A peine la «loi fédérale relative à un approvisionnement en électricité sûr reposant sur des énergies renouvelables» avait-elle été plus que largement acceptée (68,7%) le 9 juin que Les Verts annonçaient le lancement d’une nouvelle initiative populaire «pour que toute nouvelle construction ou rénovation soit systématiquement accompagnée d'une installation solaire».
Cette initiative souffre de plusieurs défauts.

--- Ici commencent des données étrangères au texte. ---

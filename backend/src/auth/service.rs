//! Core business logic for the authentication system.
//!
//! Request lifecycle for a protected call:
//! `Unauthenticated -> TokenDecoded -> SubjectResolved -> Authenticated`.
//! Any failed step ends the request with a rejection.

use crate::auth::models::{LoginForm, TokenResponse};
use crate::database::models::User;
use crate::errors::{ServiceError, ServiceResult};
use crate::repositories::UserRepository;
use crate::utils::jwt::JwtUtils;
use crate::utils::password::PasswordHasher;
use std::sync::Arc;
use validator::Validate;

/// Authentication service for credential checks, token issuance and
/// current-user resolution.
pub struct AuthService {
    repo: Arc<dyn UserRepository>,
    jwt_utils: JwtUtils,
    hasher: PasswordHasher,
}

impl AuthService {
    pub fn new(repo: Arc<dyn UserRepository>, jwt_utils: JwtUtils, hasher: PasswordHasher) -> Self {
        AuthService {
            repo,
            jwt_utils,
            hasher,
        }
    }

    #[cfg(test)]
    pub fn jwt_utils(&self) -> &JwtUtils {
        &self.jwt_utils
    }

    /// Checks a username/password pair against the credential store.
    pub async fn authenticate_user(&self, username: &str, password: &str) -> ServiceResult<User> {
        let Some(user) = self.repo.find_by_username(username).await? else {
            self.hasher.verify_dummy(password);
            return Err(ServiceError::InvalidCredentials);
        };

        if !self.hasher.verify_password(password, &user.hashed_password) {
            return Err(ServiceError::InvalidCredentials);
        }

        Ok(user)
    }

    /// Authenticate user and issue a bearer token.
    pub async fn login(&self, form: LoginForm) -> ServiceResult<TokenResponse> {
        if let Err(validation_errors) = form.validate() {
            return Err(ServiceError::from_validation(&validation_errors));
        }

        if let Some(grant_type) = form.grant_type.as_deref() {
            if grant_type != "password" {
                return Err(ServiceError::validation(
                    "grant_type: Only the password grant is supported",
                ));
            }
        }

        let user = match self.authenticate_user(&form.username, &form.password).await {
            Ok(user) => user,
            Err(ServiceError::InvalidCredentials) => {
                tracing::warn!("Rejected login for {}", form.username);
                return Err(ServiceError::InvalidCredentials);
            }
            Err(error) => return Err(error),
        };

        let access_token = self.jwt_utils.generate_token(&user.username, None)?;
        tracing::info!("Issued access token for {}", user.username);

        Ok(TokenResponse::bearer(access_token))
    }

    /// Resolves the user named by a bearer token.
    ///
    /// Bad signature, expiry, missing subject and unknown subject all yield
    /// the same `InvalidToken`.
    pub async fn current_user(&self, token: &str) -> ServiceResult<User> {
        let claims = self.jwt_utils.validate_token(token)?;

        let username = claims.subject().ok_or(ServiceError::InvalidToken)?;

        self.repo
            .find_by_username(username)
            .await?
            .ok_or(ServiceError::InvalidToken)
    }

    /// Like [`current_user`](Self::current_user), additionally rejecting
    /// disabled accounts.
    pub async fn current_active_user(&self, token: &str) -> ServiceResult<User> {
        let user = self.current_user(token).await?;
        ensure_active(user)
    }
}

/// Rejects disabled accounts with `InactiveAccount`.
fn ensure_active(user: User) -> ServiceResult<User> {
    if !user.is_active() {
        return Err(ServiceError::InactiveAccount);
    }
    Ok(user)
}

#[cfg(test)]
pub(crate) mod tests {
    use super::*;
    use crate::config::Config;
    use crate::repositories::InMemoryUserRepository;
    use crate::utils::jwt::Claims;
    use chrono::{Duration, Utc};
    use jsonwebtoken::{Algorithm, EncodingKey, Header, encode};

    pub(crate) fn test_config(secret: &str) -> Config {
        Config {
            database_url: None,
            max_connections: 1,
            acquire_timeout_seconds: 1,
            seed_demo_users: false,
            jwt_secret: secret.to_string(),
            jwt_algorithm: Algorithm::HS256,
            access_token_expire_minutes: 30,
            bcrypt_cost: 4,
            server_port: 0,
        }
    }

    /// Store with an active `johndoe`/`secret` and a disabled `alice`/`secret2`.
    pub(crate) async fn test_service() -> AuthService {
        let config = test_config("test_secret_key");
        let hasher = PasswordHasher::new(config.bcrypt_cost).unwrap();
        let repo = InMemoryUserRepository::new();

        for (username, password, disabled) in
            [("johndoe", "secret", false), ("alice", "secret2", true)]
        {
            repo.create_user(User {
                username: username.to_string(),
                full_name: None,
                email: Some(format!("{username}@example.com")),
                hashed_password: hasher.hash_password(password).unwrap(),
                disabled,
            })
            .await
            .unwrap();
        }

        AuthService::new(Arc::new(repo), JwtUtils::new(&config), hasher)
    }

    fn form(username: &str, password: &str) -> LoginForm {
        LoginForm {
            username: username.to_string(),
            password: password.to_string(),
            grant_type: None,
        }
    }

    #[tokio::test]
    async fn test_authenticate_matching_password() {
        let service = test_service().await;
        let user = service.authenticate_user("johndoe", "secret").await.unwrap();
        assert_eq!(user.username, "johndoe");
    }

    #[tokio::test]
    async fn test_authenticate_rejects_wrong_password_and_unknown_user() {
        let service = test_service().await;

        assert!(matches!(
            service.authenticate_user("johndoe", "wrong").await,
            Err(ServiceError::InvalidCredentials)
        ));
        assert!(matches!(
            service.authenticate_user("nobody", "secret").await,
            Err(ServiceError::InvalidCredentials)
        ));
    }

    #[tokio::test]
    async fn test_login_issues_token_for_subject() {
        let service = test_service().await;
        let response = service.login(form("johndoe", "secret")).await.unwrap();

        assert_eq!(response.token_type, "bearer");
        let claims = service
            .jwt_utils()
            .validate_token(&response.access_token)
            .unwrap();
        assert_eq!(claims.subject(), Some("johndoe"));
    }

    #[tokio::test]
    async fn test_login_validates_form() {
        let service = test_service().await;

        assert!(matches!(
            service.login(form("", "secret")).await,
            Err(ServiceError::Validation { .. })
        ));

        let mut bad_grant = form("johndoe", "secret");
        bad_grant.grant_type = Some("client_credentials".to_string());
        assert!(matches!(
            service.login(bad_grant).await,
            Err(ServiceError::Validation { .. })
        ));

        let mut good_grant = form("johndoe", "secret");
        good_grant.grant_type = Some("password".to_string());
        assert!(service.login(good_grant).await.is_ok());
    }

    #[tokio::test]
    async fn test_disabled_user_can_log_in_but_is_not_active() {
        let service = test_service().await;
        let response = service.login(form("alice", "secret2")).await.unwrap();

        let user = service.current_user(&response.access_token).await.unwrap();
        assert_eq!(user.username, "alice");
        assert!(matches!(
            service.current_active_user(&response.access_token).await,
            Err(ServiceError::InactiveAccount)
        ));
    }

    #[tokio::test]
    async fn test_current_active_user() {
        let service = test_service().await;
        let token = service.jwt_utils().generate_token("johndoe", None).unwrap();

        let user = service.current_active_user(&token).await.unwrap();
        assert_eq!(user.username, "johndoe");
    }

    #[tokio::test]
    async fn test_unknown_subject_is_indistinguishable_from_forgery() {
        let service = test_service().await;
        let token = service.jwt_utils().generate_token("ghost", None).unwrap();

        assert!(matches!(
            service.current_user(&token).await,
            Err(ServiceError::InvalidToken)
        ));
    }

    /// Signs arbitrary claims with the secret `test_service` trusts.
    pub(crate) fn signed_claims(sub: Option<&str>) -> String {
        let claims = Claims {
            sub: sub.map(str::to_string),
            exp: (Utc::now() + Duration::minutes(5)).timestamp(),
            iat: Utc::now().timestamp(),
        };
        encode(
            &Header::default(),
            &claims,
            &EncodingKey::from_secret(b"test_secret_key"),
        )
        .unwrap()
    }

    #[tokio::test]
    async fn test_token_without_subject_is_rejected_like_forgery() {
        let service = test_service().await;

        for sub in [None, Some("")] {
            let token = signed_claims(sub);
            assert!(matches!(
                service.current_user(&token).await,
                Err(ServiceError::InvalidToken)
            ));
        }
    }

    #[tokio::test]
    async fn test_login_failure_from_store_is_not_masked() {
        let service = AuthService::new(
            Arc::new(FailingRepository),
            JwtUtils::new(&test_config("test_secret_key")),
            PasswordHasher::new(4).unwrap(),
        );

        assert!(matches!(
            service.login(form("johndoe", "secret")).await,
            Err(ServiceError::Database { .. })
        ));
    }

    struct FailingRepository;

    #[async_trait::async_trait]
    impl UserRepository for FailingRepository {
        async fn find_by_username(&self, _username: &str) -> anyhow::Result<Option<User>> {
            anyhow::bail!("connection refused")
        }

        async fn create_user(&self, _user: User) -> anyhow::Result<()> {
            anyhow::bail!("connection refused")
        }
    }

    #[tokio::test]
    async fn test_expired_and_foreign_tokens_are_rejected() {
        let service = test_service().await;

        let expired = service
            .jwt_utils()
            .generate_token_at(
                "johndoe",
                Utc::now() - Duration::minutes(60),
                Some(Duration::minutes(30)),
            )
            .unwrap();
        assert!(matches!(
            service.current_user(&expired).await,
            Err(ServiceError::InvalidToken)
        ));

        let foreign = JwtUtils::new(&test_config("another_secret"))
            .generate_token("johndoe", None)
            .unwrap();
        assert!(matches!(
            service.current_user(&foreign).await,
            Err(ServiceError::InvalidToken)
        ));
    }
}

D’une part, ses auteurs prétendent faire inscrire dans la Constitution fédérale (Cst.) quelque chose qui n’y a pas sa place: la Constitution n’est pas le réceptacle de toutes les idées plus ou moins heureuses qui germent dans les esprits de nos bienfaiteurs autoproclamés; on n’y mettrait pas non plus, d’ailleurs, la dimension des constructions et la couleur des toits sur lesquels viendraient se poser les panneaux photovoltaïques que les écologistes appellent de leurs vœux. D’autre part, ces derniers considèrent comme acquis qu’aucune invention géniale ne viendra demain remplacer les actuelles sources d’énergies renouvelables ou, à tout le moins les moyens de capter celles-ci, ce qui dénote une fâcheuse absence de confiance dans le progrès.
Mais, surtout, les Verts nous donnent un nouvel exemple de l’utilisation abusive par les partis politiques d’un outil, l’initiative populaire, qui est constitutionnellement réservé aux citoyens. En effet, les articles 138 et 139 Cst. prévoient que «100’000 citoyens et citoyennes ayant le droit de vote peuvent, dans un délai de 18 mois à compter de la publication officielle de leur initiative» proposer une révision totale ou partielle de la Constitution.
Il est donc clair qu’une initiative populaire peut être lancée par mon voisin de palier, par une équipe de joueurs de yass, par les dames de la couture ou par quelque autre groupe de citoyens plus important et mieux nanti – une campagne politique coûte très cher –, mais en aucun cas par un parti, du moins par un parti représenté à l’Assemblée fédérale. En effet, cette dernière offre aux partis politiques d’autres moyens de se faire entendre, puisque l’article 160 alinéa 1 Cst. dispose que «tout membre de l’Assemblée fédérale, tout groupe parlementaire, toute commission parlementaire et tout canton peuvent soumettre une initiative à l’Assemblée fédérale».
Il y a bien des années déjà que les partis politiques, toutes tendances et étiquettes confondues, se sont emparés de l’initiative populaire à des fins de propagande électorale. Si on se limite aux votations du 9 juin, on constate que deux des trois initiatives soumises aux citoyens émanaient de partis politiques – du Parti socialiste et du Centre respectivement.
Cette évolution, outre son aspect démagogique, a pour effet une multiplication des initiatives non pas populaires, mais partisanes. Or les outils de la démocratie directe, initiative populaire ou référendum, doivent être utilisés à bon escient, c’est-à-dire avec parcimonie, car leur usage abusif entraîne un double risque: la lassitude des citoyens et, par conséquent, la diminution de la participation aux votations; l’agacement croissant du Conseil fédéral et de l’Assemblée fédérale, qui ne rêvent que d’augmenter le nombre de signatures nécessaires à l’aboutissement d’une initiative ou d’un référendum, ce qui entraînerait, à terme, la disparition de la démocratie directe.
Qui pourrait souhaiter en Suisse l’avènement d’une «démocratie» exclusivement parlementaire sur le modèle des pays qui nous entourent, à commencer par la France?